CHINA / SOCIETY
China to establish negative list on entertainment, issues celebrity warning list to avoid distorted values
Published: Nov 23, 2021 08:58 PM Updated: Nov 23, 2021 08:08 PM
Kris Wu Photo: CFP

Kris Wu Photo: CFP



China's top internet regulator said on Tuesday that it will establish a negative list to prevent celebrity-related content from promoting distorted values, including abnormal aesthetics, vulgar scandals, and content that induces fans to blindly idolize celebrities or that hypes the comeback of entertainers who have illegal and unethical records.

On the same day, the China Association of Performing Arts published the ninth warning list for livestreaming performances covering 88 celebrities, including Chinese-Canadian pop idol Kris Wu Yifan who has been arrested on rape charges, actress Zheng Shuang who was fined for tax fraud, and actor Zhang Zhehan who visited Japan's war-linked Yasukuni Shrine and went against the Chinese public's emotions.

Since the launch of the warning list in 2018, eight lists of 358 online celebrities had been issued, and all members of the association have been told to boycott the celebrities on the list. 

The notice released by the Cyberspace Administration of China (CAC) on Tuesday listed 15 measures in four areas to manage how online information about celebrities is presented - content orientation, information presentation, account management, and the mechanism of public opinion. Observers hailed the latest notice as further drawing a clear bottom line of the rule of law covering the network communication order. 

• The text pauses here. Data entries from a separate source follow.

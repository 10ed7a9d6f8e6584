use crate::errors::{Result, ViewdepsError};
use crate::template::Template;
use crate::track::{ErbTracker, Tracker};
use std::collections::HashMap;
use std::sync::{Arc, RwLock};

/// Dispatch table from handler tag to extraction strategy.
///
/// Owned by the caller; typical hosts build one at startup, install the
/// trackers they support, and share it behind an `Arc`. Registration is rare
/// and lookup is hot, hence the `RwLock`.
pub struct TrackerRegistry {
    trackers: RwLock<HashMap<String, Arc<dyn Tracker>>>,
}

impl TrackerRegistry {
    /// Empty registry with no strategies installed.
    pub fn new() -> Self {
        Self {
            trackers: RwLock::new(HashMap::new()),
        }
    }

    /// Registry with the built-in ERB strategy installed under the `erb` tag.
    pub fn with_defaults() -> Self {
        let registry = Self::new();
        registry.register("erb", Arc::new(ErbTracker::new()));
        registry
    }

    /// Store or replace the tracker for `handler`. Last registration wins;
    /// overwriting is silent and intentional.
    pub fn register(&self, handler: impl Into<String>, tracker: Arc<dyn Tracker>) {
        let handler = handler.into();
        tracing::debug!(%handler, "registering tracker");
        self.trackers
            .write()
            .expect("tracker registry lock poisoned")
            .insert(handler, tracker);
    }

    /// Remove the tracker for `handler`; no-op if none is registered.
    pub fn unregister(&self, handler: &str) {
        self.trackers
            .write()
            .expect("tracker registry lock poisoned")
            .remove(handler);
    }

    /// Dispatch to the tracker registered for `template`'s handler tag.
    ///
    /// Fails with [`ViewdepsError::UnknownHandler`] when no tracker is
    /// registered for that tag — a wiring gap the caller must see, not a
    /// template-content problem.
    pub fn find_dependencies(&self, name: &str, template: &dyn Template) -> Result<Vec<String>> {
        let trackers = self.trackers.read().expect("tracker registry lock poisoned");
        match trackers.get(template.handler()) {
            Some(tracker) => {
                tracing::debug!(name, handler = template.handler(), "finding dependencies");
                Ok(tracker.dependencies(name, template))
            }
            None => Err(ViewdepsError::UnknownHandler {
                handler: template.handler().to_string(),
            }),
        }
    }
}

impl Default for TrackerRegistry {
    fn default() -> Self {
        Self::new()
    }
}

Celebrities should not induce fans to illegally fundraise or provoke confrontations among "fan cultures," the notice said, adding that celebrities who were recently involved in unethical and illegal behavior will be strictly prevented from reviving their careers. 

It also said that internet regulators will strengthen support for positive online content about celebrities and establish a negative list to ban celebrity-related content that promotes abnormal aesthetics, hypes vulgar scandals and induces fans to blindly idolize celebrities, and leads to exposing the personal information of other celebrities. 

Platforms should put celebrity-related accounts under hierarchical management, and monitor and establish warning mechanisms for accounts with a certain amount of followers. Accounts that publish biased or confusing information that provokes confrontations and manipulates public opinions should be punished accordingly, according to the notice.

Zhu Wei, a communications researcher at the China University of Political Science and Law in Beijing, told the Global Times on Tuesday that as public figures, entertainment celebrities have a greater social identity, and they have more power to mobilize public opinion than ordinary people, so they should also assume higher social responsibility and moral standards.

The negative list will further clarify that abiding by the law and being moral are the bottom line to become entertainment celebrities and other public figures, Zhu said.

Zhu also called on online platforms to take responsibility. For example, information that may cause widespread social concern, such as the violation of celebrities' privacy, or cases where they break laws and commit crimes, and fans' conflicts, must be included in the public opinion monitoring system of the online platforms, and the platforms should report these situations to the authorities in a timely manner.

The notice by the CAC trended on Chinese social media platform Sina Weibo, with floods of netizens voicing their support. The topic "strictly guiding online content related to entertainment celebrities" had been viewed nearly 60 million times as of press time.

Some netizens suggested the related departments should investigate and punish entertainment market accounts and gossip groups on social media, and some urged digging out celebrities who support Hong Kong or Taiwan separatists.

The CAC recently announced several measures to enhance rectification, with specific steps related to the troubled parts of the entertainment industry.

A notice released by the CAC in August asked provincial offices to heighten their efforts to rectify the "fan circle" chaos and prevent entertainment-related platforms from encouraging irrational idol worship.

Major Chinese internet platforms in September also pledged to clean up vulgar online content and deny law-breaking or immoral entertainers the opportunity to return to the public spotlight amid a campaign to tackle lingering problems in the entertainment industry.